### Your task
What lines in the data hold the string "crate"? Show them.
★ ★ ★ ★ ★
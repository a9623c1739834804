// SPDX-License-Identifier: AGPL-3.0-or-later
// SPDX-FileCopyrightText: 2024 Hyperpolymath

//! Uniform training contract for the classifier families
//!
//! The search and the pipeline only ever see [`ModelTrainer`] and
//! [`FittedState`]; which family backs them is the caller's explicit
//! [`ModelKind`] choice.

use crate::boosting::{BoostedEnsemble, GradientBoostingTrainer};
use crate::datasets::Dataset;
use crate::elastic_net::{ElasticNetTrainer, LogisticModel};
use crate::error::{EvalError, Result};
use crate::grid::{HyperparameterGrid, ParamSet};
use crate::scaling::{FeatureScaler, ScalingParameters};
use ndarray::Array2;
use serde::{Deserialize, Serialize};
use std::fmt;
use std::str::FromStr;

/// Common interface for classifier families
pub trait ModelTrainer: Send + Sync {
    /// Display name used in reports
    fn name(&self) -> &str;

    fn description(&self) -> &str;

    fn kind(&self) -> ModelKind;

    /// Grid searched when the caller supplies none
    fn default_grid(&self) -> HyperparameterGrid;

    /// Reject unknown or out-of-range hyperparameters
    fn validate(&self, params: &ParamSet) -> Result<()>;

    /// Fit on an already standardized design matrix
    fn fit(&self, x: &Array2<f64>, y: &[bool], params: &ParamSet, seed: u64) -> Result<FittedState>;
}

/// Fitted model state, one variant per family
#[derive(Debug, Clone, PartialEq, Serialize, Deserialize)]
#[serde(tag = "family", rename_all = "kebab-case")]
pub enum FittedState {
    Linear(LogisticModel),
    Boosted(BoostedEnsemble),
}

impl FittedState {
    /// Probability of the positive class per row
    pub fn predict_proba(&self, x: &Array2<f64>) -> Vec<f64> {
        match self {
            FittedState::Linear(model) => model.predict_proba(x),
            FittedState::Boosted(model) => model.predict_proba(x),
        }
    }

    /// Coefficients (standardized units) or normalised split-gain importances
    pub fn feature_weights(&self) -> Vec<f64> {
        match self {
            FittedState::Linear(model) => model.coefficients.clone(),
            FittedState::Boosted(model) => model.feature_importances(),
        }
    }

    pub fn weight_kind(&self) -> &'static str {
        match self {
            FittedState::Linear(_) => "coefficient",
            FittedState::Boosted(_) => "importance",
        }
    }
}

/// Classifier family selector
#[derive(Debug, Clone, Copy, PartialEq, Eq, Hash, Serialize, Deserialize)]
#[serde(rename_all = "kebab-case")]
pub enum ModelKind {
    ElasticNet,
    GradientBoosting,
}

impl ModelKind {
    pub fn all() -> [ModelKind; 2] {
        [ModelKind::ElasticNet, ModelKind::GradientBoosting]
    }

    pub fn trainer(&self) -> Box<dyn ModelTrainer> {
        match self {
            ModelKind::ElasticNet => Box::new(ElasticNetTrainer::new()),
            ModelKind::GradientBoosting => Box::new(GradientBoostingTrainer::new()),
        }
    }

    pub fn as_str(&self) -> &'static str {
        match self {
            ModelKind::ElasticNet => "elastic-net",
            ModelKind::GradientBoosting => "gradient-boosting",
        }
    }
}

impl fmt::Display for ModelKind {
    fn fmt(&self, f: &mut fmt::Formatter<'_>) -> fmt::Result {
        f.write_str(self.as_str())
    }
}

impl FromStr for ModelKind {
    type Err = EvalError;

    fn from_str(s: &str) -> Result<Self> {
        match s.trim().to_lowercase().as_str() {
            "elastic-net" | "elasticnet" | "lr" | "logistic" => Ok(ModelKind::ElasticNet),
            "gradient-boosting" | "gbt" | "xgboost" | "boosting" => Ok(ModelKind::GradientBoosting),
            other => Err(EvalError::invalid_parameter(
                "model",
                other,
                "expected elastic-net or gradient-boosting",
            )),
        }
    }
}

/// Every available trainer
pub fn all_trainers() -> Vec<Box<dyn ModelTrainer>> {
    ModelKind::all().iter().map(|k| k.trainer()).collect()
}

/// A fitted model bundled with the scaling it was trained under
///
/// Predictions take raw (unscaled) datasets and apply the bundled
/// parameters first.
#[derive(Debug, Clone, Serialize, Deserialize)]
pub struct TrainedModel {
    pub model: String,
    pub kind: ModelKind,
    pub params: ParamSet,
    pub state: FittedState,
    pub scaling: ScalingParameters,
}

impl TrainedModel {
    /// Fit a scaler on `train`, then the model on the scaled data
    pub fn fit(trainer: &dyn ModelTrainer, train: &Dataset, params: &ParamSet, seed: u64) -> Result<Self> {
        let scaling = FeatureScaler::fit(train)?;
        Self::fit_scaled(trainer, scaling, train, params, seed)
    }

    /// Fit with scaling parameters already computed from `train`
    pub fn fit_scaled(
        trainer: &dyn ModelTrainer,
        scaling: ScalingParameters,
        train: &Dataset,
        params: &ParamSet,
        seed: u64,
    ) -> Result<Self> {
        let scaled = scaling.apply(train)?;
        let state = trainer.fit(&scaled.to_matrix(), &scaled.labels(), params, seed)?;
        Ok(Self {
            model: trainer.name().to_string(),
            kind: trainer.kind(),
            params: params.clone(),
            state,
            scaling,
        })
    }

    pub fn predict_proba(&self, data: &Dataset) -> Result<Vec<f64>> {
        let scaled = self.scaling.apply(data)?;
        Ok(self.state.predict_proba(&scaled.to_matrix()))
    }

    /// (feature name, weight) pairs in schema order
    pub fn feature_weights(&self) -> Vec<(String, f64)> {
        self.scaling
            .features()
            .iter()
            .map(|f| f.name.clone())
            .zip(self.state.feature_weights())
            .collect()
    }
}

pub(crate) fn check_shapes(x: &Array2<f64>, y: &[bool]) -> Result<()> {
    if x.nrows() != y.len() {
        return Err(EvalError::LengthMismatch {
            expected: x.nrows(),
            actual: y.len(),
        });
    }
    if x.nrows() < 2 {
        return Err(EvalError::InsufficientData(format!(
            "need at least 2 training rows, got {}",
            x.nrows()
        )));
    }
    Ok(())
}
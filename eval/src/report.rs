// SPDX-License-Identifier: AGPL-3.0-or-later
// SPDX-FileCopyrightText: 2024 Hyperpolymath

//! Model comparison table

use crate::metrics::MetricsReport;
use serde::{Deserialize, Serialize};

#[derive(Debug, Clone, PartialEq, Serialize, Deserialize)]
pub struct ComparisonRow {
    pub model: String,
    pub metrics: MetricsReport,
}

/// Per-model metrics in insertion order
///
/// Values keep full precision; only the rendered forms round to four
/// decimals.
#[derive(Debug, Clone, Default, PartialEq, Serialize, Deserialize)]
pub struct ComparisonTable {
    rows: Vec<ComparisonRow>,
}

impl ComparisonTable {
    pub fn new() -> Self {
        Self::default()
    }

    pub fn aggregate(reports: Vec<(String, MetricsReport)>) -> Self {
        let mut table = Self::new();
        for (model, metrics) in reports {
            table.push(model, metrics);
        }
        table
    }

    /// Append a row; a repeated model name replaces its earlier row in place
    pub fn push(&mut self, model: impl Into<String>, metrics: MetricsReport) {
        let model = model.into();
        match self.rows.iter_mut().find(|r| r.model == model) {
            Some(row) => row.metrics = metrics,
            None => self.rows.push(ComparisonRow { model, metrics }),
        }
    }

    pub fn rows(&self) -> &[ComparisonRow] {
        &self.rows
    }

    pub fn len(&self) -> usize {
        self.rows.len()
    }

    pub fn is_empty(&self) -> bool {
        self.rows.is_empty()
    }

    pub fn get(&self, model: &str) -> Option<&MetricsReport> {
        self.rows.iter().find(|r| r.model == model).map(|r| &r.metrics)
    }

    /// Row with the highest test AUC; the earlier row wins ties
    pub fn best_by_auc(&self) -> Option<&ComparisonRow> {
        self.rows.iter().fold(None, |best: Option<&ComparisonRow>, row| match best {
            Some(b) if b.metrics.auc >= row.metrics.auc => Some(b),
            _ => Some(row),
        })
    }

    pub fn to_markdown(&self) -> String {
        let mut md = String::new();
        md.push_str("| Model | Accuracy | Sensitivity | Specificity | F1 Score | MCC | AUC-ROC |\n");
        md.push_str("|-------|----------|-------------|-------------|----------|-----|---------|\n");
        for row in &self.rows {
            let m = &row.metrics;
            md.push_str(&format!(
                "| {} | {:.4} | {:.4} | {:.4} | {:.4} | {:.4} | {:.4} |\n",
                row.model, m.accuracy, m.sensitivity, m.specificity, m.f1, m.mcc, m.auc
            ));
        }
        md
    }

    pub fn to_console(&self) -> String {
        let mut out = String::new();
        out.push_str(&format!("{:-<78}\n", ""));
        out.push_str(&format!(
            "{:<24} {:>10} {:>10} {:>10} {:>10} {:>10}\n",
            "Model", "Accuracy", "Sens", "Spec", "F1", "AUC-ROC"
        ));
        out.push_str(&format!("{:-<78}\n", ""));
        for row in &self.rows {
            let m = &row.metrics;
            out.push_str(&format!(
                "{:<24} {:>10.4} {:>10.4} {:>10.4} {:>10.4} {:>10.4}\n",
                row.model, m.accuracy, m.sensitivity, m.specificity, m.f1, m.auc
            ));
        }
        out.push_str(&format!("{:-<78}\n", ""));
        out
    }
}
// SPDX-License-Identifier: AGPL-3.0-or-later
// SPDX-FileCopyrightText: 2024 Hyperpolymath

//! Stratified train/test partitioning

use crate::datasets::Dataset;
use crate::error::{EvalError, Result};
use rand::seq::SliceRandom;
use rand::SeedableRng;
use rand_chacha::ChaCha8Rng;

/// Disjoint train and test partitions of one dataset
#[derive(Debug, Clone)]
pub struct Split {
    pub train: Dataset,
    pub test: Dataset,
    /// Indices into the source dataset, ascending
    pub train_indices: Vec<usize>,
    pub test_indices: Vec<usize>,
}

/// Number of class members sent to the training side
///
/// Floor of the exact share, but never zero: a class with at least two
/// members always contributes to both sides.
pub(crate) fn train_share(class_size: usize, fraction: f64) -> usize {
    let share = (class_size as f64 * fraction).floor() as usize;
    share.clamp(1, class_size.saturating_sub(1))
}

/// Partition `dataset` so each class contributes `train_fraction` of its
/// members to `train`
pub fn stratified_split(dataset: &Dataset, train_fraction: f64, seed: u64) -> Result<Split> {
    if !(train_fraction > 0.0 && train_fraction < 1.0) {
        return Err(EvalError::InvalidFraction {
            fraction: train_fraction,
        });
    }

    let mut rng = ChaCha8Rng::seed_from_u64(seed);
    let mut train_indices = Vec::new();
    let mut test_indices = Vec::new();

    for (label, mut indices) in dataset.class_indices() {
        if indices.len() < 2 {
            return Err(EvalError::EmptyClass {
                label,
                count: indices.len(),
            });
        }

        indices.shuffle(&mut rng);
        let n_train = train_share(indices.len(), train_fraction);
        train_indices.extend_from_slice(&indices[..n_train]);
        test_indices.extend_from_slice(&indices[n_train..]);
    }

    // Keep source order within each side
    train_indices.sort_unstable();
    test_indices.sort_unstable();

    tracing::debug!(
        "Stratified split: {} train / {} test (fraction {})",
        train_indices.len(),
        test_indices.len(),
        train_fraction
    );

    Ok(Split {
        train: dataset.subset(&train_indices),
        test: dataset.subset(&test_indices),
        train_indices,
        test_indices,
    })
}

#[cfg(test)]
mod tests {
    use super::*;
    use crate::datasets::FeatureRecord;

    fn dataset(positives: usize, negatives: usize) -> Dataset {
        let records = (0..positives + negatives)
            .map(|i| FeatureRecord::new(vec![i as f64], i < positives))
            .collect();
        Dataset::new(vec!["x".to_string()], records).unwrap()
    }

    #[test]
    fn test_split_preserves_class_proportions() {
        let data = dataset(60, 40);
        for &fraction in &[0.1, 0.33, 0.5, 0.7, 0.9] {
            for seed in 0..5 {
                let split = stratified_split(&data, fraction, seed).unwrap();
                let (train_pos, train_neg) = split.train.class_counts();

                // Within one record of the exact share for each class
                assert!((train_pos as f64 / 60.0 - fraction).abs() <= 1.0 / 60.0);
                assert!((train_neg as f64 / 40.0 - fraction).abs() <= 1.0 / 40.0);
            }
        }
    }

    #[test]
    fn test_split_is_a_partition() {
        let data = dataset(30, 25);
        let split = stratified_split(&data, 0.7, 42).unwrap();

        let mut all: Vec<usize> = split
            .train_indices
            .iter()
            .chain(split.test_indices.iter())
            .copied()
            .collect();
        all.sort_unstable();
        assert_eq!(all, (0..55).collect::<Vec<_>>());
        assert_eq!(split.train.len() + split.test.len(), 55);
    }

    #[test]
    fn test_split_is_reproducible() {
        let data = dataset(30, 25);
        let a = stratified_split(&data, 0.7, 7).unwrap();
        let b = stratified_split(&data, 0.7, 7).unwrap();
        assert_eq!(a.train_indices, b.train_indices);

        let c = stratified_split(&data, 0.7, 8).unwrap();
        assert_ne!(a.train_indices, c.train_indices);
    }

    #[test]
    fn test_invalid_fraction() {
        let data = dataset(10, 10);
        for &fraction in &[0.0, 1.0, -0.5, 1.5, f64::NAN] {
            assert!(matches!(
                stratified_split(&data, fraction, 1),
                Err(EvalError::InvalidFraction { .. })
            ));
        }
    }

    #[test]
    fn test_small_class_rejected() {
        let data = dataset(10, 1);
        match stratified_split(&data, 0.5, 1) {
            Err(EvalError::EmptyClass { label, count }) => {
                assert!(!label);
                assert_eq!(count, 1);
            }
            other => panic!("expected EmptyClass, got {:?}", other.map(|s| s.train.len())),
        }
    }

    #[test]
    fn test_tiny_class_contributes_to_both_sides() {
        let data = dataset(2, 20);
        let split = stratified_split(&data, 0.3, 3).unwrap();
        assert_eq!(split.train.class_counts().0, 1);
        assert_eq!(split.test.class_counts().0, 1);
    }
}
★ ★ ★ ★ ★
### Answer section
use crate::boosting::{BoostedEnsemble, GradientBoostingTrainer};
use crate::datasets::Dataset;
use crate::elastic_net::{ElasticNetTrainer, LogisticModel};
use crate::error::{EvalError, Result};
use crate::grid::{HyperparameterGrid, ParamSet};
use crate::scaling::{FeatureScaler, ScalingParameters};
pub(crate) fn check_shapes(x: &Array2<f64>, y: &[bool]) -> Result<()> {
use crate::metrics::MetricsReport;
use crate::datasets::Dataset;
use crate::error::{EvalError, Result};
pub(crate) fn train_share(class_size: usize, fraction: f64) -> usize {
    use crate::datasets::FeatureRecord;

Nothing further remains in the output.